Money laundering via cryptocurrencies increased in 2021 by 30% and is estimated to account for US$8.6 billion, claims a report recently published by blockchain analysis firm Chainalysis. Criminals are becoming more sophisticated in their use of cryptocurrency transactions and their money laundering schemes are becoming increasingly complex.
Although only 0.05% of all cryptocurrency transactions worldwide are linked to the laundering of money, Europol says it could get much worse in the future.
Criminals are becoming more sophisticated in their use of cryptocurrency transactions and their money laundering schemes are becoming increasingly complex, the European police agency said.
The Chainalysis report indicates the origin of money being laundered to stem from darknet sales and potential ransomware attacks.

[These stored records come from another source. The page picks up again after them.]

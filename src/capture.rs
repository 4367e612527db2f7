//! Capture file loading
//!
//! This module reads PSD scan files and raw IQ files from disk (or from an
//! in-memory buffer), reverses the optional raw-deflate wrapper and decodes
//! the message container. Both synchronous and asynchronous entry points are
//! provided.
use std::path::{Path, PathBuf};

use prost::Message;
use tracing::debug;

use crate::Result;
use crate::decompress::decompress;
use crate::proto::{Config, RawIqFile, ScanFile};

/// Record family of a capture file
#[derive(Debug, Clone, Copy, PartialEq, Eq)]
pub enum CaptureKind {
    /// Power spectral density scans (`ScanFile`)
    Psd,
    /// Raw I/Q snapshots (`RawIqFile`)
    Iq,
}

/// Decode a PSD scan file from its stored bytes
pub fn decode_scan_file(bytes: &[u8]) -> Result<ScanFile> {
    let payload = decompress(bytes);
    let file = ScanFile::decode(payload.as_ref())?;
    debug!(blocks = file.spectral_psd_data.len(), "decoded PSD scan file");
    Ok(file)
}

/// Decode a raw IQ file from its stored bytes
pub fn decode_raw_iq_file(bytes: &[u8]) -> Result<RawIqFile> {
    let payload = decompress(bytes);
    let file = RawIqFile::decode(payload.as_ref())?;
    debug!(blocks = file.spectral_iq_data.len(), "decoded raw IQ file");
    Ok(file)
}

/// Read and decode a PSD scan file
pub fn read_scan_file<P: AsRef<Path>>(path: P) -> Result<ScanFile> {
    let path = expanduser(path.as_ref().to_path_buf());
    let bytes = std::fs::read(&path)?;
    decode_scan_file(&bytes)
}

/// Read and decode a raw IQ file
pub fn read_raw_iq_file<P: AsRef<Path>>(path: P) -> Result<RawIqFile> {
    let path = expanduser(path.as_ref().to_path_buf());
    let bytes = std::fs::read(&path)?;
    decode_raw_iq_file(&bytes)
}

/// Read and decode a PSD scan file without blocking the runtime
pub async fn read_scan_file_async<P: AsRef<Path>>(path: P) -> Result<ScanFile> {
    let path = expanduser(path.as_ref().to_path_buf());
    let bytes = tokio::fs::read(&path).await?;
    decode_scan_file(&bytes)
}

/// Read and decode a raw IQ file without blocking the runtime
pub async fn read_raw_iq_file_async<P: AsRef<Path>>(path: P) -> Result<RawIqFile> {
    let path = expanduser(path.as_ref().to_path_buf());
    let bytes = tokio::fs::read(&path).await?;
    decode_raw_iq_file(&bytes)
}

/// Render the station configuration as indented text.
///
/// The hardware configuration is stored with literal `\n`, `\r` and `\t`
/// escapes; they are turned back into line breaks (continued with a tab) and
/// tabs, and `\r` is dropped.
pub fn render_config(config: Option<&Config>) -> String {
    let Some(config) = config else {
        return String::from("(no station configuration)\n");
    };

    let mut output = String::new();
    output.push_str(&format!("StationName: {}\n", config.station_name));
    output.push_str(&format!(
        "HardwareConfiguration: {}\n",
        unescape_config_text(&config.hardware_configuration)
    ));

    if let Some(end_to_end) = &config.end_to_end_configuration {
        for (n, sensor) in end_to_end.rf_sensor_configurations.iter().enumerate() {
            output.push_str(&format!("Sensor #{}\n", n + 1));
            output.push_str(&format!("\tGain: {}\n", sensor.gain));
            output.push_str(&format!("\tAntenna Port: {}\n", sensor.antenna_port));
            output.push_str(&format!("\tScan Pattern: {}\n", sensor.scan_pattern));
            output.push_str(&format!(
                "\tEffective Samp Rate: {}\n",
                sensor.effective_sampling_rate_hz
            ));
            output.push_str(&format!(
                "\tSamples Per Snapshot: {}\n",
                sensor.samples_per_snapshot
            ));
            output.push_str(&format!(
                "\tAdditional Tune Delay: {}\n",
                sensor.additional_tune_delay
            ));
        }
    }

    output
}

fn unescape_config_text(text: &str) -> String {
    text.replace("\\n", "\n\t")
        .replace("\\r", "")
        .replace("\\t", "\t")
}

/// Replace a leading `~` with the user's home directory
pub fn expanduser(path: PathBuf) -> PathBuf {
    if let Some(stripped) = path.to_str().and_then(|p| p.strip_prefix("~"))
        && let Some(home_dir) = dirs::home_dir()
    {
        return home_dir.join(stripped.trim_start_matches('/'));
    }
    path
}
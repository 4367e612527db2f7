//! Frequency-range slicing of an aggregate
//!
//! A requested `[start, end]` MHz window is mapped onto an inclusive bin
//! range by linear interpolation over the axis:
//!
//! ```text
//! index = floor((f - axis.start) / (axis.end - axis.start) * bin_count)
//! ```
//!
//! clamped to the last bin. Errors here are local to the request and never
//! touch the aggregate.
use std::ops::RangeInclusive;

use crate::aggregate::{AggregateState, FrequencyAxis};
use crate::{Error, Result};

/// Which aggregate series a caller wants
#[derive(Debug, Clone, Copy, PartialEq, Eq)]
pub struct SeriesSelection {
    pub min: bool,
    pub avg: bool,
    pub max: bool,
}

impl Default for SeriesSelection {
    fn default() -> Self {
        Self {
            min: false,
            avg: true,
            max: true,
        }
    }
}

impl SeriesSelection {
    pub fn all() -> Self {
        Self {
            min: true,
            avg: true,
            max: true,
        }
    }
}

/// A plot/export request over part of the axis
#[derive(Debug, Clone, Copy, PartialEq)]
pub struct RangeRequest {
    pub start_mhz: f64,
    pub end_mhz: f64,
    pub y_min: f64,
    pub y_max: f64,
    pub series: SeriesSelection,
}

impl RangeRequest {
    /// Request covering the whole axis with the default y window
    pub fn full(axis: &FrequencyAxis) -> Self {
        Self {
            start_mhz: axis.start_mhz,
            end_mhz: axis.end_mhz,
            y_min: -140.0,
            y_max: 0.0,
            series: SeriesSelection::default(),
        }
    }

    pub fn validate_y_bounds(&self) -> Result<()> {
        if self.y_min.is_finite() && self.y_max.is_finite() && self.y_min < self.y_max {
            Ok(())
        } else {
            Err(Error::InvalidYBounds {
                y_min: self.y_min,
                y_max: self.y_max,
            })
        }
    }

    /// Validate the whole request and slice `state`
    pub fn apply<'a>(&self, state: &'a AggregateState) -> Result<SpectrumSlice<'a>> {
        self.validate_y_bounds()?;
        state.slice(self.start_mhz, self.end_mhz)
    }
}

/// Sub-range of an aggregate
#[derive(Debug, Clone, PartialEq)]
pub struct SpectrumSlice<'a> {
    /// Inclusive bin indices into the full axis
    pub bins: RangeInclusive<usize>,
    pub freq: &'a [f64],
    pub avg: Vec<f64>,
    pub min: &'a [f64],
    pub max: &'a [f64],
}

impl SpectrumSlice<'_> {
    pub fn len(&self) -> usize {
        self.freq.len()
    }

    pub fn is_empty(&self) -> bool {
        self.freq.is_empty()
    }

    /// Finite values of the selected series lying outside `[y_min, y_max]`
    pub fn count_outside(&self, y_min: f64, y_max: f64, series: SeriesSelection) -> usize {
        let outside = |values: &[f64]| {
            values
                .iter()
                .filter(|v| v.is_finite() && (**v < y_min || **v > y_max))
                .count()
        };
        let mut n = 0;
        if series.avg {
            n += outside(&self.avg);
        }
        if series.min {
            n += outside(self.min);
        }
        if series.max {
            n += outside(self.max);
        }
        n
    }
}

/// Inclusive bin range covering `[start_mhz, end_mhz]`
pub fn bin_range(
    axis: &FrequencyAxis,
    start_mhz: f64,
    end_mhz: f64,
) -> Result<RangeInclusive<usize>> {
    let in_bounds = |f: f64| f.is_finite() && axis.start_mhz <= f && f <= axis.end_mhz;
    if !in_bounds(start_mhz) || !in_bounds(end_mhz) {
        return Err(Error::RangeOutOfBounds {
            start_mhz,
            end_mhz,
            lower_mhz: axis.start_mhz,
            upper_mhz: axis.end_mhz,
        });
    }
    if start_mhz > end_mhz {
        return Err(Error::RangeInverted { start_mhz, end_mhz });
    }
    Ok(bin_index(axis, start_mhz)..=bin_index(axis, end_mhz))
}

fn bin_index(axis: &FrequencyAxis, freq_mhz: f64) -> usize {
    let span = axis.span_mhz();
    if axis.bin_count == 0 || span <= 0.0 {
        return 0;
    }
    let position = ((freq_mhz - axis.start_mhz) / span * axis.bin_count as f64).floor();
    (position as usize).min(axis.bin_count - 1)
}

impl AggregateState {
    /// Slice the aggregate to `[start_mhz, end_mhz]`
    pub fn slice(&self, start_mhz: f64, end_mhz: f64) -> Result<SpectrumSlice<'_>> {
        let bins = bin_range(self.axis(), start_mhz, end_mhz)?;
        if self.axis().bin_count == 0 {
            return Ok(SpectrumSlice {
                bins,
                freq: &[],
                avg: Vec::new(),
                min: &[],
                max: &[],
            });
        }
        let (lo, hi) = (*bins.start(), *bins.end() + 1);
        Ok(SpectrumSlice {
            freq: &self.frequencies()[lo..hi],
            avg: self.average_range(lo, hi),
            min: &self.running_min()[lo..hi],
            max: &self.running_max()[lo..hi],
            bins,
        })
    }
}

#[cfg(test)]
mod tests {
    use super::*;

    fn wide_state() -> AggregateState {
        AggregateState::new(FrequencyAxis::new(100.0, 200.0, 101))
    }

    #[test]
    fn test_single_point_slice() {
        let state = wide_state();
        let slice = state.slice(150.0, 150.0).unwrap();
        assert_eq!(slice.len(), 1);
        assert_eq!(slice.bins, 50..=50);
        assert_eq!(slice.freq, &[150.0]);
    }

    #[test]
    fn test_full_slice_includes_last_bin() {
        let state = wide_state();
        let slice = state.slice(100.0, 200.0).unwrap();
        assert_eq!(slice.len(), 101);
        assert_eq!(slice.bins, 0..=100);
        assert_eq!(slice.avg.len(), 101);
        assert_eq!(slice.min.len(), 101);
        assert_eq!(slice.max.len(), 101);
    }

    #[test]
    fn test_out_of_bounds() {
        let state = wide_state();
        for (start, end) in [(50.0, 60.0), (90.0, 150.0), (150.0, 201.0), (f64::NAN, 150.0)] {
            let err = state.slice(start, end).unwrap_err();
            assert!(matches!(err, Error::RangeOutOfBounds { .. }), "{start}-{end}");
            assert!(err.is_recoverable());
        }
    }

    #[test]
    fn test_inverted() {
        let state = wide_state();
        let err = state.slice(160.0, 150.0).unwrap_err();
        assert!(matches!(
            err,
            Error::RangeInverted { start_mhz, end_mhz } if start_mhz == 160.0 && end_mhz == 150.0
        ));
    }

    #[test]
    fn test_zero_span_axis() {
        let axis = FrequencyAxis::new(100.0, 100.0, 4);
        assert_eq!(bin_range(&axis, 100.0, 100.0).unwrap(), 0..=0);
    }

    #[test]
    fn test_empty_axis() {
        let state = AggregateState::new(FrequencyAxis::new(100.0, 101.0, 0));
        let slice = state.slice(100.0, 101.0).unwrap();
        assert!(slice.is_empty());
    }

    #[test]
    fn test_range_request_y_bounds() {
        let state = wide_state();
        let mut request = RangeRequest::full(state.axis());
        assert!(request.apply(&state).is_ok());

        request.y_min = 0.0;
        request.y_max = -140.0;
        let err = request.apply(&state).unwrap_err();
        assert!(matches!(err, Error::InvalidYBounds { .. }));
    }

    #[test]
    fn test_count_outside() {
        let slice = SpectrumSlice {
            bins: 0..=2,
            freq: &[1.0, 2.0, 3.0],
            avg: vec![-150.0, -50.0, f64::NAN],
            min: &[f64::INFINITY, -200.0, -10.0],
            max: &[5.0, f64::NEG_INFINITY, -1.0],
        };
        assert_eq!(slice.count_outside(-140.0, 0.0, SeriesSelection::default()), 2);
        assert_eq!(slice.count_outside(-140.0, 0.0, SeriesSelection::all()), 3);
    }
}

Cryptocurrency transactions are supposed to offer significant transparency as each transaction is logged in a blockchain, allowing a paper trail of transactions to be made available as a digital ledger.
However, the rise of so-called decentralized finance (DeFi) has led to potential misuse.

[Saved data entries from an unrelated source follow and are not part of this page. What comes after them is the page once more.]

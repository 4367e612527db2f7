//! MAT-file (Level 5) named-array export
//!
//! Writes the subset of the Level 5 container needed here: uncompressed
//! `double` matrices (real or complex) and `char` arrays, each stored as a
//! named `miMATRIX` element. Files load with MATLAB `load` and
//! `scipy.io.loadmat`. One-dimensional data is written as a `1 × N` row.
//!
//! ```text
//! header (128 bytes): text[116] | subsys offset[8] | version u16 | "IM"
//! element:  type u32 | size u32 | payload (padded to 8 bytes)
//! miMATRIX: flags | dimensions | name | real part [| imaginary part]
//! ```
use std::io::Write;

use byteorder::{LittleEndian, WriteBytesExt};
use num_complex::Complex;

use crate::Result;
use crate::block::{IqBlock, PsdBlock};
use crate::slice::SpectrumSlice;

const HEADER_TEXT_LEN: usize = 116;
const MAT_VERSION: u16 = 0x0100;

const MI_INT8: u32 = 1;
const MI_UINT16: u32 = 4;
const MI_INT32: u32 = 5;
const MI_UINT32: u32 = 6;
const MI_DOUBLE: u32 = 9;
const MI_MATRIX: u32 = 14;

const MX_CHAR_CLASS: u32 = 4;
const MX_DOUBLE_CLASS: u32 = 6;
const COMPLEX_FLAG: u32 = 0x0800;

/// Level 5 MAT-file sink
pub struct MatWriter<W: Write> {
    writer: W,
}

impl<W: Write> MatWriter<W> {
    /// Start a file, writing the 128-byte header
    pub fn new(mut writer: W, description: &str) -> Result<Self> {
        let mut text = format!("MATLAB 5.0 MAT-file, {description}").into_bytes();
        text.truncate(HEADER_TEXT_LEN);
        text.resize(HEADER_TEXT_LEN, b' ');
        writer.write_all(&text)?;
        writer.write_all(&[0u8; 8])?;
        writer.write_u16::<LittleEndian>(MAT_VERSION)?;
        writer.write_all(b"IM")?;
        Ok(Self { writer })
    }

    /// Real `1 × N` double row
    pub fn write_row(&mut self, name: &str, values: &[f64]) -> Result<()> {
        let mut body = Vec::with_capacity(64 + values.len() * 8);
        matrix_prelude(&mut body, MX_DOUBLE_CLASS, 1, values.len(), name)?;
        write_doubles(&mut body, values.iter().copied())?;
        self.write_element(MI_MATRIX, &body)
    }

    /// Real `1 × 1` double
    pub fn write_scalar(&mut self, name: &str, value: f64) -> Result<()> {
        self.write_row(name, &[value])
    }

    /// Complex `1 × N` double row
    pub fn write_complex_row(&mut self, name: &str, values: &[Complex<f64>]) -> Result<()> {
        let mut body = Vec::with_capacity(64 + values.len() * 16);
        matrix_prelude(&mut body, MX_DOUBLE_CLASS | COMPLEX_FLAG, 1, values.len(), name)?;
        write_doubles(&mut body, values.iter().map(|c| c.re))?;
        write_doubles(&mut body, values.iter().map(|c| c.im))?;
        self.write_element(MI_MATRIX, &body)
    }

    /// `1 × N` char array
    pub fn write_str(&mut self, name: &str, value: &str) -> Result<()> {
        let units: Vec<u16> = value.encode_utf16().collect();
        let mut body = Vec::with_capacity(64 + units.len() * 2);
        matrix_prelude(&mut body, MX_CHAR_CLASS, 1, units.len(), name)?;
        let mut data = Vec::with_capacity(units.len() * 2);
        for u in units {
            data.write_u16::<LittleEndian>(u)?;
        }
        write_subelement(&mut body, MI_UINT16, &data)?;
        self.write_element(MI_MATRIX, &body)
    }

    pub fn finish(mut self) -> Result<W> {
        self.writer.flush()?;
        Ok(self.writer)
    }

    fn write_element(&mut self, data_type: u32, payload: &[u8]) -> Result<()> {
        write_subelement(&mut self.writer, data_type, payload)
    }
}

/// Array flags, dimensions and name of a matrix element
fn matrix_prelude(
    body: &mut Vec<u8>,
    flags: u32,
    rows: usize,
    cols: usize,
    name: &str,
) -> Result<()> {
    let mut flag_words = Vec::with_capacity(8);
    flag_words.write_u32::<LittleEndian>(flags)?;
    flag_words.write_u32::<LittleEndian>(0)?;
    write_subelement(body, MI_UINT32, &flag_words)?;

    let mut dims = Vec::with_capacity(8);
    dims.write_i32::<LittleEndian>(rows as i32)?;
    dims.write_i32::<LittleEndian>(cols as i32)?;
    write_subelement(body, MI_INT32, &dims)?;

    write_subelement(body, MI_INT8, name.as_bytes())
}

fn write_doubles(body: &mut Vec<u8>, values: impl Iterator<Item = f64>) -> Result<()> {
    let mut data = Vec::new();
    for v in values {
        data.write_f64::<LittleEndian>(v)?;
    }
    write_subelement(body, MI_DOUBLE, &data)
}

/// Tag + payload, zero-padded to an 8-byte boundary
fn write_subelement<W: Write>(w: &mut W, data_type: u32, payload: &[u8]) -> Result<()> {
    w.write_u32::<LittleEndian>(data_type)?;
    w.write_u32::<LittleEndian>(payload.len() as u32)?;
    w.write_all(payload)?;
    let padding = (8 - payload.len() % 8) % 8;
    w.write_all(&[0u8; 8][..padding])?;
    Ok(())
}

/// One PSD block: `cnt`, `timestamp`, `start_freq`, `end_freq`, `data_type`, `data`
pub fn write_psd_block_mat<W: Write>(
    w: W,
    index: usize,
    block: &PsdBlock,
    decoded: &[f64],
) -> Result<W> {
    let mut mat = MatWriter::new(w, "PSD block export")?;
    mat.write_scalar("cnt", index as f64)?;
    mat.write_scalar("timestamp", block.timestamp.epoch_seconds())?;
    mat.write_scalar("start_freq", block.start_freq_hz)?;
    mat.write_scalar("end_freq", block.stop_freq_hz)?;
    mat.write_str("data_type", block.reading_kind.label())?;
    mat.write_row("data", decoded)?;
    mat.finish()
}

/// One IQ snapshot: `cnt`, `timestamp`, `freq` (center), `data` (complex)
pub fn write_iq_block_mat<W: Write>(w: W, index: usize, block: &IqBlock) -> Result<W> {
    let data: Vec<Complex<f64>> = block
        .pairs()
        .map(|(i, q)| Complex::new(i as f64, q as f64))
        .collect();
    let mut mat = MatWriter::new(w, "raw IQ snapshot export")?;
    mat.write_scalar("cnt", index as f64)?;
    mat.write_scalar("timestamp", block.timestamp.epoch_seconds())?;
    mat.write_scalar("freq", block.center_freq_or_mid())?;
    mat.write_complex_row("data", &data)?;
    mat.finish()
}

/// A sliced aggregate: `Freq`, `Avg`, `Max_Hold`, `Min_Hold`
pub fn write_slice_mat<W: Write>(w: W, slice: &SpectrumSlice<'_>) -> Result<W> {
    let mut mat = MatWriter::new(w, "PSD range export")?;
    mat.write_row("Freq", slice.freq)?;
    mat.write_row("Avg", &slice.avg)?;
    mat.write_row("Max_Hold", slice.max)?;
    mat.write_row("Min_Hold", slice.min)?;
    mat.finish()
}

DeFi converts cryptocurrencies into other coins and currencies, which inevitably makes the transaction trail increasingly difficult to trace. This resultantly has become favorable for money launderers as it leaves a cold trail.
Recent high-profile cryptocurrency scams, including the recent breach on the trading platform crypto.com, have been found to use DeFi services such as Tornado Cash because they complicate the transaction trail.

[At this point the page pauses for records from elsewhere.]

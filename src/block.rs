//! Typed measurement blocks
//!
//! Wire messages are turned into [`PsdBlock`] / [`IqBlock`] before they reach
//! the aggregation engine: timestamp scale codes are resolved, reading kinds
//! classified, and sample values narrowed to 16 bits.
use num_complex::Complex;

use crate::proto;
use crate::reading::ReadingKind;
use crate::timestamp::{TimeScale, Timestamp};
use crate::{Error, Result};

/// One PSD measurement block
#[derive(Debug, Clone, PartialEq)]
pub struct PsdBlock {
    pub start_freq_hz: f64,
    pub stop_freq_hz: f64,
    pub reading_kind: ReadingKind,
    pub timestamp: Timestamp,
    /// Q-format magnitudes, one per bin
    pub samples: Vec<i16>,
    pub location: String,
}

/// One raw IQ snapshot
#[derive(Debug, Clone, PartialEq)]
pub struct IqBlock {
    pub start_freq_hz: f64,
    pub stop_freq_hz: f64,
    pub center_freq_hz: Option<f64>,
    pub timestamp: Timestamp,
    /// Interleaved I,Q
    pub samples: Vec<i16>,
    pub location: String,
}

impl PsdBlock {
    /// Build from a wire message. `index` is the 1-based block position,
    /// used in error reports.
    pub fn from_wire(index: usize, data: &proto::SpectralPsdData) -> Result<Self> {
        Ok(Self {
            start_freq_hz: data.start_frequency_hz,
            stop_freq_hz: data.stop_frequency_hz,
            reading_kind: ReadingKind::from_code(data.reading_kind),
            timestamp: timestamp_from_wire(data.time_stamp)?,
            samples: narrow_samples(index, &data.output_data_points)?,
            location: data.nmea_gpgga_location.clone(),
        })
    }

    pub fn start_mhz(&self) -> f64 {
        self.start_freq_hz / 1e6
    }

    pub fn stop_mhz(&self) -> f64 {
        self.stop_freq_hz / 1e6
    }

    pub fn bin_count(&self) -> usize {
        self.samples.len()
    }
}

impl IqBlock {
    /// Build from a wire message. `index` is the 1-based block position.
    pub fn from_wire(index: usize, data: &proto::SpectralIqData) -> Result<Self> {
        Ok(Self {
            start_freq_hz: data.start_frequency_hz,
            stop_freq_hz: data.stop_frequency_hz,
            center_freq_hz: data.center_frequency_hz,
            timestamp: timestamp_from_wire(data.time_stamp)?,
            samples: narrow_samples(index, &data.data_points)?,
            location: data.nmea_gpgga_location.clone(),
        })
    }

    /// Number of complete I,Q pairs (a trailing unpaired value is ignored)
    pub fn pair_count(&self) -> usize {
        self.samples.len() / 2
    }

    /// Whether the snapshot ends with a lone I value
    pub fn has_unpaired_sample(&self) -> bool {
        self.samples.len() % 2 == 1
    }

    /// Iterate over `(i, q)` pairs
    pub fn pairs(&self) -> impl Iterator<Item = (i16, i16)> + '_ {
        self.samples.chunks_exact(2).map(|c| (c[0], c[1]))
    }

    /// Samples as complex values, unscaled
    pub fn to_complex(&self) -> Vec<Complex<f32>> {
        self.pairs()
            .map(|(i, q)| Complex::new(i as f32, q as f32))
            .collect()
    }

    /// Center frequency, falling back to the middle of the span
    pub fn center_freq_or_mid(&self) -> f64 {
        self.center_freq_hz
            .unwrap_or((self.start_freq_hz + self.stop_freq_hz) / 2.0)
    }
}

fn timestamp_from_wire(ts: Option<proto::DateTime>) -> Result<Timestamp> {
    let ts = ts.unwrap_or_default();
    Ok(Timestamp::new(ts.value, TimeScale::from_code(ts.scale)?))
}

fn narrow_samples(block: usize, values: &[i32]) -> Result<Vec<i16>> {
    values
        .iter()
        .map(|&value| i16::try_from(value).map_err(|_| Error::SampleOutOfRange { block, value }))
        .collect()
}

#[cfg(test)]
mod tests {
    use super::*;

    fn psd_wire() -> proto::SpectralPsdData {
        proto::SpectralPsdData {
            time_stamp: Some(proto::DateTime { value: 10, scale: 1 }),
            start_frequency_hz: 100e6,
            stop_frequency_hz: 101e6,
            reading_kind: 2,
            nmea_gpgga_location: "$GPGGA,".to_string(),
            output_data_points: vec![-32768, 0, 32767],
        }
    }

    #[test]
    fn test_psd_from_wire() {
        let block = PsdBlock::from_wire(1, &psd_wire()).unwrap();
        assert_eq!(block.reading_kind, ReadingKind::Maximum);
        assert_eq!(block.timestamp, Timestamp::new(10, TimeScale::Hours));
        assert_eq!(block.samples, vec![i16::MIN, 0, i16::MAX]);
        assert_eq!(block.start_mhz(), 100.0);
        assert_eq!(block.stop_mhz(), 101.0);
        assert_eq!(block.bin_count(), 3);
    }

    #[test]
    fn test_missing_timestamp_defaults_to_epoch_days() {
        let mut wire = psd_wire();
        wire.time_stamp = None;
        let block = PsdBlock::from_wire(1, &wire).unwrap();
        assert_eq!(block.timestamp, Timestamp::new(0, TimeScale::Days));
    }

    #[test]
    fn test_unsupported_scale() {
        let mut wire = psd_wire();
        wire.time_stamp = Some(proto::DateTime { value: 1, scale: 15 });
        let err = PsdBlock::from_wire(1, &wire).unwrap_err();
        assert!(matches!(err, Error::UnsupportedTimestampUnit(15)));
    }

    #[test]
    fn test_sample_out_of_range() {
        let mut wire = psd_wire();
        wire.output_data_points.push(40_000);
        let err = PsdBlock::from_wire(4, &wire).unwrap_err();
        assert!(matches!(
            err,
            Error::SampleOutOfRange {
                block: 4,
                value: 40_000
            }
        ));
    }

    #[test]
    fn test_iq_pairs() {
        let wire = proto::SpectralIqData {
            time_stamp: Some(proto::DateTime { value: 0, scale: 5 }),
            start_frequency_hz: 90e6,
            stop_frequency_hz: 110e6,
            center_frequency_hz: None,
            nmea_gpgga_location: String::new(),
            data_points: vec![1, -1, 2, -2, 3],
        };
        let block = IqBlock::from_wire(1, &wire).unwrap();
        assert_eq!(block.pair_count(), 2);
        assert_eq!(block.pairs().collect::<Vec<_>>(), vec![(1, -1), (2, -2)]);
        let complex = block.to_complex();
        assert_eq!(complex[1], Complex::new(2.0, -2.0));
        assert_eq!(block.center_freq_or_mid(), 100e6);
    }

    #[test]
    fn test_unpaired_trailing_sample() {
        let mut block = IqBlock {
            start_freq_hz: 0.0,
            stop_freq_hz: 1e6,
            center_freq_hz: None,
            timestamp: Timestamp::default(),
            samples: vec![1, 2, 3],
            location: String::new(),
        };
        assert!(block.has_unpaired_sample());
        assert_eq!(block.pair_count(), 1);
        block.samples.push(4);
        assert!(!block.has_unpaired_sample());
    }
}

Though Tornado Cash is legal for mixing Ethereum blockchain transactions, its application reduces the transparency with each transaction.
“Privacy is not criminal but criminals are seeking these privacy solutions,” said Victor Fang, Founder and CEO of blockchain analytics company Anchain.AI. “This is the tip of the iceberg, the beginning of the future we’re going to see play out.”
The Chainanalysis report suggests that most illicit cryptocurrency transactions are currently concentrated on a small number of DeFi services. Therefore, identifying and targeting these services using law enforcement resources could cripple the potential for crypto money laundering in the future.
February 3, 2022, published by The Organized Crime and Corruption Reporting Project.